Leave out all lines before the one containing "Merge settings from", and copy that line and all the rest below it exactly.

..........

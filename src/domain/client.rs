use chrono::{DateTime, Utc};
use uuid::Uuid;

use crate::campaign_monitor::ClientDetails;
use crate::domain::email_address::EmailAddress;
use crate::domain::external_id::ExternalId;
use crate::domain::label::Label;

/// A Campaign Monitor account owner mirrored locally.
#[derive(Debug, Clone, serde::Serialize)]
pub struct Client {
    pub id: Uuid,
    pub external_id: ExternalId,
    pub name: Label,
    pub email: Option<EmailAddress>,
    pub company: Label,
    pub country: Label,
    pub synced_at: DateTime<Utc>,
}

impl Client {
    pub fn display_name(&self) -> &str {
        if self.name.is_blank() {
            self.company.as_ref()
        } else {
            self.name.as_ref()
        }
    }
}

impl std::fmt::Display for Client {
    fn fmt(&self, f: &mut std::fmt::Formatter<'_>) -> std::fmt::Result {
        write!(f, "Client {} ({})", self.display_name(), self.external_id)
    }
}

#[derive(Debug, Clone)]
pub struct NewClient {
    pub external_id: ExternalId,
    pub name: Label,
    pub email: Option<EmailAddress>,
    pub company: Label,
    pub country: Label,
}

impl TryFrom<ClientDetails> for NewClient {
    type Error = String;

    fn try_from(details: ClientDetails) -> Result<Self, Self::Error> {
        Ok(NewClient {
            external_id: ExternalId::parse(details.client_id)?,
            name: Label::parse_blankable(details.contact_name)?,
            email: EmailAddress::parse_optional(details.email_address)?,
            company: Label::parse(details.company_name)?,
            country: Label::parse(details.country)?,
        })
    }
}
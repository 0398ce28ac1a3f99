use wiremock::matchers::{any, body_partial_json, method, path};
use wiremock::{Mock, ResponseTemplate};

use crate::helpers::{TestApp, CLIENT_ID, LIST_ID};

#[tokio::test]
async fn subscribe_returns_201_and_persists_the_subscriber() {
    let test_app = TestApp::spawn_app().await;
    let client = test_app.seed_client(CLIENT_ID).await;
    let list = test_app.seed_list(&client, LIST_ID).await;

    Mock::given(path(format!("/subscribers/{}.json", LIST_ID)))
        .and(method("POST"))
        .and(body_partial_json(serde_json::json!({
            "EmailAddress": "alice@example.com",
            "Name": "Alice"
        })))
        .respond_with(ResponseTemplate::new(201))
        .expect(1)
        .mount(&test_app.campaign_monitor)
        .await;

    let body = serde_json::json!({
        "name": "Alice",
        "email": "alice@example.com",
        "lists": [list.id]
    });
    let response = test_app.post_subscription(CLIENT_ID, body).await;

    assert_eq!(201, response.status().as_u16());
    let subscribers = test_app.store.subscribers();
    assert_eq!(subscribers.len(), 1);
    assert_eq!(subscribers[0].email.as_ref(), "alice@example.com");
    assert_eq!(subscribers[0].name.as_ref(), "Alice");
    assert!(subscribers[0].state.is_active());
    assert_eq!(test_app.store.membership_count(), 1);
}

#[tokio::test]
async fn subscribe_returns_400_when_body_is_present_but_not_valid() {
    let test_app = TestApp::spawn_app().await;
    let client = test_app.seed_client(CLIENT_ID).await;
    let list = test_app.seed_list(&client, LIST_ID).await;

    Mock::given(any())
        .respond_with(ResponseTemplate::new(201))
        .expect(0)
        .mount(&test_app.campaign_monitor)
        .await;

    // This is a common practice and it is called table-driven tests. In this case, it simulates different kind of possible request bodies
    // where API should return 400.
    let test_cases = vec![
        (serde_json::json!({}), "missing body parameters"),
        (
            serde_json::json!({ "name": "Alice", "lists": [list.id] }),
            "missing email parameter",
        ),
        (
            serde_json::json!({ "name": "Alice", "email": "alice.com", "lists": [list.id] }),
            "invalid email parameter",
        ),
        (
            serde_json::json!({ "name": " ", "email": "alice@example.com", "lists": [list.id] }),
            "blank name parameter",
        ),
        (
            serde_json::json!({ "name": "Alice", "email": "alice@example.com", "lists": [] }),
            "no list selected",
        ),
    ];

    for (invalid_body, error_message) in test_cases {
        let response = test_app.post_subscription(CLIENT_ID, invalid_body).await;

        assert_eq!(
            400,
            response.status().as_u16(),
            "The API did not fail with 400 status when payload was {}",
            error_message
        );
    }
}

#[tokio::test]
async fn subscribe_to_a_foreign_list_returns_404() {
    let test_app = TestApp::spawn_app().await;
    test_app.seed_client(CLIENT_ID).await;
    let other = test_app.seed_client(&"9".repeat(32)).await;
    let foreign = test_app.seed_list(&other, LIST_ID).await;

    let body = serde_json::json!({
        "name": "Alice",
        "email": "alice@example.com",
        "lists": [foreign.id]
    });
    let response = test_app.post_subscription(CLIENT_ID, body).await;

    assert_eq!(404, response.status().as_u16());
}

#[tokio::test]
async fn subscribe_fails_with_502_and_stores_nothing_when_campaign_monitor_fails() {
    let test_app = TestApp::spawn_app().await;
    let client = test_app.seed_client(CLIENT_ID).await;
    let list = test_app.seed_list(&client, LIST_ID).await;

    Mock::given(any())
        .respond_with(ResponseTemplate::new(500))
        .expect(1)
        .mount(&test_app.campaign_monitor)
        .await;

    let body = serde_json::json!({
        "name": "Alice",
        "email": "alice@example.com",
        "lists": [list.id]
    });
    let response = test_app.post_subscription(CLIENT_ID, body).await;

    assert_eq!(502, response.status().as_u16());
    assert!(test_app.store.subscribers().is_empty());
}

#[tokio::test]
async fn unsubscribing_from_the_last_list_deletes_the_subscriber() {
    let test_app = TestApp::spawn_app().await;
    let client = test_app.seed_client(CLIENT_ID).await;
    let list = test_app.seed_list(&client, LIST_ID).await;
    let alice = test_app.seed_subscriber("alice@example.com", &[&list]).await;
    test_app.expect_removals(LIST_ID, 1).await;

    let response = test_app.post_unsubscribe(CLIENT_ID, LIST_ID, alice.id).await;

    assert_eq!(200, response.status().as_u16());
    let body: serde_json::Value = response.json().await.unwrap();
    assert_eq!(body["subscriber_deleted"], true);
    assert!(test_app.store.subscribers().is_empty());
}

#[tokio::test]
async fn unsubscribing_through_another_client_returns_404() {
    let test_app = TestApp::spawn_app().await;
    let client = test_app.seed_client(CLIENT_ID).await;
    let other_client_id = "9".repeat(32);
    test_app.seed_client(&other_client_id).await;
    let list = test_app.seed_list(&client, LIST_ID).await;
    let alice = test_app.seed_subscriber("alice@example.com", &[&list]).await;
    test_app.expect_removals(LIST_ID, 0).await;

    let wrong_client = test_app
        .post_unsubscribe(&other_client_id, LIST_ID, alice.id)
        .await;
    let unknown_list = test_app
        .post_unsubscribe(CLIENT_ID, &"3".repeat(32), alice.id)
        .await;
    let local_list_id = test_app
        .post_unsubscribe(CLIENT_ID, &list.id.to_string(), alice.id)
        .await;

    assert_eq!(404, wrong_client.status().as_u16());
    assert_eq!(404, unknown_list.status().as_u16());
    assert_eq!(404, local_list_id.status().as_u16());
    assert_eq!(test_app.store.membership_count(), 1);
}
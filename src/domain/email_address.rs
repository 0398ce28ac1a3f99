use validator::validate_email;

#[derive(Debug, Clone, PartialEq, Eq, Hash, serde::Serialize)]
#[serde(transparent)]
pub struct EmailAddress(String);

impl EmailAddress {
    pub fn parse(email: String) -> Result<EmailAddress, String> {
        let is_valid_email = validate_email(&email);

        if !is_valid_email {
            return Err(format!("{} email is not valid", email));
        }

        Ok(Self(email))
    }

    /// Client contact emails may be left blank by the provider.
    pub fn parse_optional(email: String) -> Result<Option<EmailAddress>, String> {
        if email.trim().is_empty() {
            return Ok(None);
        }

        Self::parse(email).map(Some)
    }
}

impl AsRef<str> for EmailAddress {
    fn as_ref(&self) -> &str {
        &self.0
    }
}

impl std::fmt::Display for EmailAddress {
    fn fmt(&self, f: &mut std::fmt::Formatter<'_>) -> std::fmt::Result {
        self.0.fmt(f)
    }
}
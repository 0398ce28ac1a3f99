use actix_web::{web, HttpResponse};

use crate::campaign_monitor::CampaignMonitorClient;
use crate::domain::{CampaignList, Client, Subscriber};
use crate::error::CampaignError;
use crate::routes::parse_client_id;
use crate::startup::SyncStatuses;
use crate::store::CampaignStore;
use crate::sync::Synchronizer;

#[derive(serde::Serialize)]
pub struct ClientOverview {
    pub client: Client,
    pub lists: Vec<ListOverview>,
}

#[derive(serde::Serialize)]
pub struct ListOverview {
    pub list: CampaignList,
    pub subscriber_count: usize,
    pub active_count: usize,
    pub subscribers: Vec<Subscriber>,
}

impl ClientOverview {
    pub async fn load(store: &dyn CampaignStore, client: Client) -> Result<Self, CampaignError> {
        let mut lists = Vec::new();

        for list in store.lists_of_client(client.id).await? {
            let subscribers = store.subscribers_of_list(list.id).await?;

            lists.push(ListOverview {
                list,
                subscriber_count: subscribers.len(),
                active_count: subscribers
                    .iter()
                    .filter(|subscriber| subscriber.state.is_active())
                    .count(),
                subscribers,
            });
        }

        Ok(Self { client, lists })
    }
}

/// Serves a client from the local mirror, pulling it from Campaign Monitor the first time.
#[tracing::instrument(name = "Client details handler", skip(store, gateway, sync_statuses))]
pub async fn get_client(
    client_id: web::Path<String>,
    store: web::Data<dyn CampaignStore>,
    gateway: web::Data<CampaignMonitorClient>,
    sync_statuses: web::Data<SyncStatuses>,
) -> Result<HttpResponse, CampaignError> {
    let client_id = parse_client_id(client_id.into_inner())?;
    let client = Synchronizer::new(store.get_ref(), gateway.get_ref(), &sync_statuses.0)
        .lookup_or_sync_client(&client_id)
        .await?;
    let overview = ClientOverview::load(store.get_ref(), client).await?;

    Ok(HttpResponse::Ok().json(overview))
}
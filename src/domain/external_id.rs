/// Identifier issued by Campaign Monitor for clients and lists.
///
/// The provider always hands out 32 character ids, any other length is rejected
/// whatever its content.
#[derive(Debug, Clone, PartialEq, Eq, Hash, serde::Serialize)]
#[serde(transparent)]
pub struct ExternalId(String);

const EXTERNAL_ID_LENGTH: usize = 32;

impl ExternalId {
    pub fn parse(id: String) -> Result<ExternalId, String> {
        if id.chars().count() != EXTERNAL_ID_LENGTH {
            return Err(format!("{} is not a valid external ID", id));
        }

        Ok(Self(id))
    }
}

impl AsRef<str> for ExternalId {
    fn as_ref(&self) -> &str {
        &self.0
    }
}

impl std::fmt::Display for ExternalId {
    fn fmt(&self, f: &mut std::fmt::Formatter<'_>) -> std::fmt::Result {
        self.0.fmt(f)
    }
}
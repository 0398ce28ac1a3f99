use crate::campaign_monitor::CampaignMonitorClient;
use crate::domain::{
    CampaignList, Client, ExternalId, NewCampaignList, NewClient, NewSubscriber, SubscriberState,
};
use crate::error::CampaignError;
use crate::store::CampaignStore;

// A failed pull is not rolled back.
pub struct Synchronizer<'a> {
    store: &'a dyn CampaignStore,
    gateway: &'a CampaignMonitorClient,
    states: &'a [SubscriberState],
}

impl<'a> Synchronizer<'a> {
    /// `states` selects which subscriber states are pulled for every list.
    pub fn new(
        store: &'a dyn CampaignStore,
        gateway: &'a CampaignMonitorClient,
        states: &'a [SubscriberState],
    ) -> Self {
        Self {
            store,
            gateway,
            states,
        }
    }

    /// Returns the local client, pulling it from Campaign Monitor on a miss.
    ///
    /// A failed pull is reported as the client not being found.
    #[tracing::instrument(name = "Looking up a client", skip(self))]
    pub async fn lookup_or_sync_client(
        &self,
        client_id: &ExternalId,
    ) -> Result<Client, CampaignError> {
        if let Some(client) = self.store.find_client_by_external_id(client_id).await? {
            return Ok(client);
        }

        tracing::warn!("Pulling new client ({}) details", client_id);

        self.sync_client(client_id).await.map_err(|err| {
            tracing::error!("Failed to sync client details: {:?}", err);
            CampaignError::NotFound(format!("Client {} not found", client_id))
        })
    }

    #[tracing::instrument(name = "Syncing a client from Campaign Monitor", skip(self))]
    pub async fn sync_client(&self, client_id: &ExternalId) -> Result<Client, CampaignError> {
        let details = self.gateway.get_client_details(client_id).await?;
        let new_client = NewClient::try_from(details).map_err(CampaignError::Validation)?;
        let client = self.store.insert_client(&new_client).await?;

        for descriptor in self.gateway.get_client_lists(&client.external_id).await? {
            let new_list =
                NewCampaignList::parse(client.id, descriptor).map_err(CampaignError::Validation)?;
            let list = self.store.insert_list(&new_list).await?;

            self.sync_list_subscribers(&list).await?;
        }

        Ok(client)
    }

    #[tracing::instrument(name = "Syncing list subscribers", skip(self, list), fields(list = %list))]
    async fn sync_list_subscribers(&self, list: &CampaignList) -> Result<(), CampaignError> {
        let mut feed = self.gateway.list_subscribers(&list.external_id, self.states);
        let mut synced = 0;

        while let Some(descriptor) = feed.next().await? {
            let new_subscriber =
                NewSubscriber::try_from(descriptor).map_err(CampaignError::Validation)?;

            match self
                .store
                .find_subscriber_by_email(&new_subscriber.email)
                .await?
            {
                Some(mut existing) => {
                    existing.name = new_subscriber.name;
                    existing.state = new_subscriber.state;
                    self.store.add_membership(existing.id, list.id).await?;
                    self.store.update_subscriber(&existing).await?;
                }
                None => {
                    self.store
                        .insert_subscriber(&new_subscriber, &[list.id])
                        .await?;
                }
            }
            synced += 1;
        }

        tracing::info!("Synced {} subscribers", synced);

        Ok(())
    }
}
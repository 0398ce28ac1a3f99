use serde::{Deserialize, Serialize};

/// Lifecycle state of a subscriber as reported by Campaign Monitor.
#[derive(Debug, Clone, Copy, Default, PartialEq, Eq, Hash, Serialize, Deserialize)]
pub enum SubscriberState {
    #[default]
    Active,
    Bounced,
    Deleted,
    Unconfirmed,
    Unsubscribed,
}

impl SubscriberState {
    pub fn is_active(&self) -> bool {
        matches!(self, SubscriberState::Active)
    }

    pub fn parse(state: String) -> Result<SubscriberState, String> {
        match state.as_str() {
            "Active" => Ok(SubscriberState::Active),
            "Bounced" => Ok(SubscriberState::Bounced),
            "Deleted" => Ok(SubscriberState::Deleted),
            "Unconfirmed" => Ok(SubscriberState::Unconfirmed),
            "Unsubscribed" => Ok(SubscriberState::Unsubscribed),
            _ => Err(format!("{} is not a valid subscriber state", state)),
        }
    }

    /// Path segment of the provider endpoint listing subscribers in this state.
    pub fn endpoint(&self) -> &'static str {
        match self {
            SubscriberState::Active => "active",
            SubscriberState::Bounced => "bounced",
            SubscriberState::Deleted => "deleted",
            SubscriberState::Unconfirmed => "unconfirmed",
            SubscriberState::Unsubscribed => "unsubscribed",
        }
    }
}

impl AsRef<str> for SubscriberState {
    fn as_ref(&self) -> &str {
        match self {
            SubscriberState::Active => "Active",
            SubscriberState::Bounced => "Bounced",
            SubscriberState::Deleted => "Deleted",
            SubscriberState::Unconfirmed => "Unconfirmed",
            SubscriberState::Unsubscribed => "Unsubscribed",
        }
    }
}
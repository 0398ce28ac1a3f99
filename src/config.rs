use config::{Config, ConfigError, File};
use secrecy::{ExposeSecret, Secret};
use serde_aux::field_attributes::{
    deserialize_number_from_string, deserialize_option_number_from_string,
};
use sqlx::{
    postgres::{PgConnectOptions, PgSslMode},
    ConnectOptions,
};
use std::time;

use crate::domain::SubscriberState;

#[derive(Debug)]
pub enum Environment {
    Development,
    Production,
}

#[derive(serde::Deserialize, Clone)]
pub struct Settings {
    pub application: ApplicationSettings,
    pub database: DatabaseSettings,
    pub campaign_monitor: CampaignMonitorSettings,
}

#[derive(serde::Deserialize, Clone)]
pub struct ApplicationSettings {
    #[serde(deserialize_with = "deserialize_number_from_string")]
    pub port: u16,
    pub host: String,
    pub base_url: String,
}

#[derive(serde::Deserialize, Clone)]
pub struct CampaignMonitorSettings {
    pub base_url: String,
    // Shared by every request; never scoped per client.
    pub api_key: Secret<String>,
    #[serde(default, deserialize_with = "deserialize_option_number_from_string")]
    pub timeout_milliseconds: Option<u64>,
    pub sync_statuses: Vec<SubscriberState>,
}

#[derive(serde::Deserialize, Clone)]
pub struct DatabaseSettings {
    pub username: String,
    // secrecy protects secret information and prevents them to be exposed (eg: via logs)
    pub password: Secret<String>,
    #[serde(deserialize_with = "deserialize_number_from_string")]
    pub port: u16,
    pub host: String,
    pub name: String,
    pub require_ssl: bool,
}

impl Settings {
    pub fn get_address(&self) -> String {
        format!(
            "{}:{}",
            self.application.get_host(),
            self.application.get_port()
        )
    }

    pub fn get_app_base_url(&self) -> String {
        self.application.get_base_url()
    }

    pub fn get_db_options(&self) -> PgConnectOptions {
        self.database.get_db_options()
    }

    pub fn get_campaign_monitor_base_url(&self) -> String {
        self.campaign_monitor.get_base_url()
    }

    pub fn get_campaign_monitor_api_key(&self) -> Secret<String> {
        self.campaign_monitor.get_api_key()
    }

    pub fn get_campaign_monitor_timeout(&self) -> Option<time::Duration> {
        self.campaign_monitor.get_timeout()
    }

    pub fn get_sync_statuses(&self) -> Vec<SubscriberState> {
        self.campaign_monitor.sync_statuses.clone()
    }

    pub fn set_campaign_monitor_base_url(&mut self, new_base_url: String) {
        self.campaign_monitor.base_url = new_base_url
    }

    pub fn get_db_name(&self) -> String {
        self.database.get_name()
    }

    pub fn set_db_name(&mut self, db_name: String) {
        self.database.set_name(db_name)
    }

    pub fn set_app_port(&mut self, port: u16) {
        self.application.port = port;
    }
}

impl DatabaseSettings {
    pub fn get_db_options(&self) -> PgConnectOptions {
        let ssl_mode = if self.require_ssl {
            PgSslMode::Require
        } else {
            PgSslMode::Prefer
        };

        let mut db_options = PgConnectOptions::new()
            .host(&self.host)
            .password(self.password.expose_secret())
            .username(&self.username)
            .port(self.port)
            .database(&self.name)
            .ssl_mode(ssl_mode);

        db_options.log_statements(tracing::log::LevelFilter::Trace);

        db_options
    }

    pub fn get_name(&self) -> String {
        self.name.clone()
    }

    pub fn set_name(&mut self, new_db_name: String) {
        self.name = new_db_name
    }
}

impl ApplicationSettings {
    pub fn get_port(&self) -> u16 {
        self.port
    }

    pub fn get_host(&self) -> String {
        self.host.clone()
    }

    pub fn get_base_url(&self) -> String {
        self.base_url.clone()
    }
}

impl CampaignMonitorSettings {
    pub fn get_base_url(&self) -> String {
        self.base_url.clone()
    }

    pub fn get_api_key(&self) -> Secret<String> {
        self.api_key.clone()
    }

    pub fn get_timeout(&self) -> Option<time::Duration> {
        self.timeout_milliseconds.map(time::Duration::from_millis)
    }
}

impl Environment {
    pub fn as_str(&self) -> &'static str {
        match self {
            Environment::Development => "development",
            Environment::Production => "production",
        }
    }
}

impl TryFrom<String> for Environment {
    type Error = String;

    fn try_from(value: String) -> Result<Self, Self::Error> {
        match value.to_lowercase().as_str() {
            "development" => Ok(Self::Development),
            "production" => Ok(Self::Production),
            unknown_env => Err(format!(
                "{} is not supported environment. Use either 'development' or 'production'.",
                unknown_env
            )),
        }
    }
}

pub fn get_configuration() -> Result<Settings, ConfigError> {
    let root_path = std::env::current_dir()
        .map_err(|err| ConfigError::Message(format!("Failed to determine the current directory: {}", err)))?;
    let config_directory = root_path.join("config");
    // Uses development environment by default
    let enviroment: Environment = std::env::var("APP_ENVIRONMENT")
        .unwrap_or_else(|_| "development".into())
        .try_into()
        .map_err(ConfigError::Message)?;
    let config_base_filepath = config_directory.join("base");
    let config_env_filepath = config_directory.join(enviroment.as_str());

    // It merges the base configuration file with the one from the specific environment (development or production)
    let settings = Config::builder()
        .add_source(File::from(config_base_filepath).required(true))
        .add_source(File::from(config_env_filepath).required(true))
        // Merge settings from environment variables with a prefix of APP and "__" separator
        // E.g APP_CAMPAIGN_MONITOR__API_KEY would set Settings.campaign_monitor.api_key
        .add_source(config::Environment::with_prefix("app").separator("__"))
        .build()?;

    tracing::info!("Application environment = {:?}", enviroment);

    // Try to convert the value from the configuration file into a Settings type
    settings.try_deserialize()
}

..........

TASK SOLUTION
        // Merge settings from environment variables with a prefix of APP and "__" separator
        // E.g APP_CAMPAIGN_MONITOR__API_KEY would set Settings.campaign_monitor.api_key
        .add_source(config::Environment::with_prefix("app").separator("__"))
        .build()?;

    tracing::info!("Application environment = {:?}", enviroment);

    // Try to convert the value from the configuration file into a Settings type
    settings.try_deserialize()
}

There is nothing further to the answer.